Look Back In Disappointment
Newsweek has a fascinating interview with Rep. John Lewis, talking about the death of Jim Clark, formerly the Sheriff of Selma, Alabama -- and the nemesis of Lewis during the civil-rights movement. Lewis shared a particularly noxious moment in history with Clark, one that defined the movement and shocked America into acknowledging the continuing injustice of Jim Crow.
Lewis had planned to march to Selma with a few hundred followers in order to register black voters in the city. He had run afoul of Clark on several occasions, the most recent an arrest for attempting to take the literacy test used by Alabama at that time to deny the vote to blacks. Lewis expected trouble, but he got much worse. Clark ordered his men, some on horseback, charge the demonstration, beating and trampling the peaceful and unarmed men and women on a bridge coming into town. National media captured the attack on film, and it provided a turning point for Lewis, and Clark as well.
Lewis recounts the story in the interview, but what is striking is the fact that Clark never reconciled himself to the freedom he inadvertently brought to black Alabamans. Unlike other segregationists like George Wallace, who later sought Lewis' forgiveness, Clark refused to repent for his brutality:
Did he ever apologize for his actions, or express any remorse?No, he never did. I know there were press people that tried to interview him in a little town near where he died and he never, ever showed any sense of remorse. He never asked to be forgiven for what he did. He even told one reporter that he didn't beat John Lewis, that he never hit anyone, that some of us were beaten because we were trying to date some of the local peoples’ wives and girlfriends. He was never able to see the light; he was just never able to come around. There were other people in Selma—the mayor—who called us troublemakers and agitators at the time, [who] came around and said he thought I was one of the bravest human beings he had ever known and if he had been black he would have been doing the same thing. And when we went back to Selma for an anniversary a few years ago as honorary mayor, he hosted a luncheon for us and gave me the keys to the city. Gov. [George] Wallace, who was a friend of Sheriff Clark, asked to be forgiven, but Sheriff Clark never did. ...
To some extent it was the brutality of people like Sheriff Clark that brought the country around on civil rights. Is their some level of appreciation for what his actions did for the movement?
I can appreciate that.
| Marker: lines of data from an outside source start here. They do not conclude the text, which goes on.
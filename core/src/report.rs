//! Typed run transcript.
//!
//! Workers do not write to a shared stdout while they compute; each returns
//! a [`WorkerReport`] and the harness gathers them in rank order into an
//! [`Evaluation`]. Rendering one reproduces the line-oriented transcript of
//! the run: per-term log lines, per-worker sums, and the tail's final
//! comparison block.

use std::fmt;

use num_traits::Float;
use serde::{Deserialize, Serialize};

use crate::chain::Role;
use crate::params::DISPLAY_PRECISION;
use crate::partition::TermRange;

const SEPARATOR: &str = "------------------------------------------------";

/// One computed term, logged by the worker that owns it.
#[derive(Clone, Copy, Debug, PartialEq, Serialize, Deserialize)]
pub struct TermTrace<F> {
    pub index: usize,
    pub value: F,
}

impl<F: fmt::Display> fmt::Display for TermTrace<F> {
    fn fmt(&self, f: &mut fmt::Formatter<'_>) -> fmt::Result {
        write!(
            f,
            "computed term {index} (a{index}*x^{index}) = {value:.prec$}",
            index = self.index,
            value = self.value,
            prec = DISPLAY_PRECISION,
        )
    }
}

/// Side-by-side result of the pipelined and direct evaluations.
#[derive(Clone, Copy, Debug, PartialEq, Serialize, Deserialize)]
pub struct Comparison<F> {
    pub accumulated: F,
    pub reference: F,
}

impl<F: Float> Comparison<F> {
    pub fn new(accumulated: F, reference: F) -> Self {
        Self {
            accumulated,
            reference,
        }
    }

    /// Absolute difference between the two results.
    pub fn difference(&self) -> F {
        (self.accumulated - self.reference).abs()
    }

    /// Whether the two results agree within `tolerance`.
    pub fn within(&self, tolerance: F) -> bool {
        self.difference() <= tolerance
    }
}

/// Everything one worker contributes to the run transcript.
#[derive(Clone, Debug, PartialEq, Serialize, Deserialize)]
pub struct WorkerReport<F> {
    pub rank: usize,
    pub role: Role,
    pub range: TermRange,
    pub terms: Vec<TermTrace<F>>,
    pub partial: F,
    pub accumulated: F,
    /// Present only on the worker that closed the chain.
    pub comparison: Option<Comparison<F>>,
}

impl<F: Float + fmt::Display> fmt::Display for WorkerReport<F> {
    fn fmt(&self, f: &mut fmt::Formatter<'_>) -> fmt::Result {
        for term in &self.terms {
            writeln!(f, "Process {}: {}", self.rank, term)?;
        }
        if self.rank == 0 {
            writeln!(
                f,
                "Process {}: partial sum = {:.prec$}",
                self.rank,
                self.partial,
                prec = DISPLAY_PRECISION,
            )
        } else {
            writeln!(
                f,
                "Process {}: partial sum = {:.prec$}, accumulated sum = {:.prec$}",
                self.rank,
                self.partial,
                self.accumulated,
                prec = DISPLAY_PRECISION,
            )
        }
    }
}

/// The gathered transcript of one distributed evaluation.
#[derive(Clone, Debug, PartialEq, Serialize, Deserialize)]
pub struct Evaluation<F> {
    x: F,
    workers: usize,
    reports: Vec<WorkerReport<F>>,
    comparison: Comparison<F>,
}

impl<F: Float> Evaluation<F> {
    pub(crate) fn new(
        x: F,
        workers: usize,
        reports: Vec<WorkerReport<F>>,
        comparison: Comparison<F>,
    ) -> Self {
        Self {
            x,
            workers,
            reports,
            comparison,
        }
    }

    /// The evaluation point.
    pub fn x(&self) -> F {
        self.x
    }

    /// Number of workers that took part in the run.
    pub fn workers(&self) -> usize {
        self.workers
    }

    /// Per-worker reports in rank order.
    pub fn reports(&self) -> &[WorkerReport<F>] {
        &self.reports
    }

    /// The tail's comparison of both results.
    pub fn comparison(&self) -> &Comparison<F> {
        &self.comparison
    }

    /// Result of the pipelined accumulation.
    pub fn accumulated(&self) -> F {
        self.comparison.accumulated
    }

    /// Result of the coordinator's direct evaluation.
    pub fn reference(&self) -> F {
        self.comparison.reference
    }

    /// Absolute difference between the two results.
    pub fn difference(&self) -> F {
        self.comparison.difference()
    }
}

impl<F: Float + fmt::Display> fmt::Display for Evaluation<F> {
    fn fmt(&self, f: &mut fmt::Formatter<'_>) -> fmt::Result {
        for report in &self.reports {
            write!(f, "{report}")?;
        }
        writeln!(f, "{SEPARATOR}")?;
        writeln!(
            f,
            "FINAL RESULT: P({}) = {:.prec$}",
            self.x,
            self.comparison.accumulated,
            prec = DISPLAY_PRECISION,
        )?;
        writeln!(
            f,
            "Verification (direct computation): {:.prec$}",
            self.comparison.reference,
            prec = DISPLAY_PRECISION,
        )?;
        writeln!(
            f,
            "Difference: {:.prec$}",
            self.comparison.difference(),
            prec = DISPLAY_PRECISION,
        )
    }
}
I think it was President Kennedy who said that if we ever passed a Civil Rights Act, and he was talking about the act he didn't live to see passed, he said we would have to give credit to Bull Connor. I think we have to give a lot of credit to Clark and other people who beat us because Americans were able to see the contrast. They saw unbelievable, brave, courageous people believing in a dream and participating in nonviolence being beaten and brutalized. And it was the contrast that I think did change America and hasten the day of the Voting Rights Act in 1965. In early 1965, President [Lyndon] Johnson told Dr. [Martin Luther] King we didn't have the vote to pass the Voting Rights Act, but with the reaction of people like Sheriff Clark he created the environment to get the votes to pass the act. That cannot be denied.
I may not agree with Rep. Lewis on policy, but I have tremendous respect for his efforts to ensure the respect for civil rights and the end of Jim Crow. People of my age and younger have grown up with the big battles of the civil-rights movement as history rather than current events, and we don't really have the context of the difficulties that men and women like Lewis had to overcome. It's important to tell the stories of these fights and to understand how an entire nation could have willed itself to avert their eyes to a century of injustice after the end of the Civil War.
Stories of repentance are equally valuable. The men who participated in that oppression who later repented, such as Wallace or the mayor Lewis mentions, shows that we can forgive and heal eventually, and most can finally step outside themselves and allow for empathy with the people they once considered their enemies. Clark, on the other hand, showed that some people can never let go of the bitterness, hatred, and lies that perpetuated Jim Crow. His failure to come to terms with his personal bigotry and his role in brutalizing the citizens of Selma feels like an opportunity lost, a life wasted, a lesson eternally unlearned.
It is said that the only meaning in some lives is to serve as a warning to others. Clark's viciousness doubled back on itself to defeat him in the long run. Unfortunately, he seems to have been one of those examples.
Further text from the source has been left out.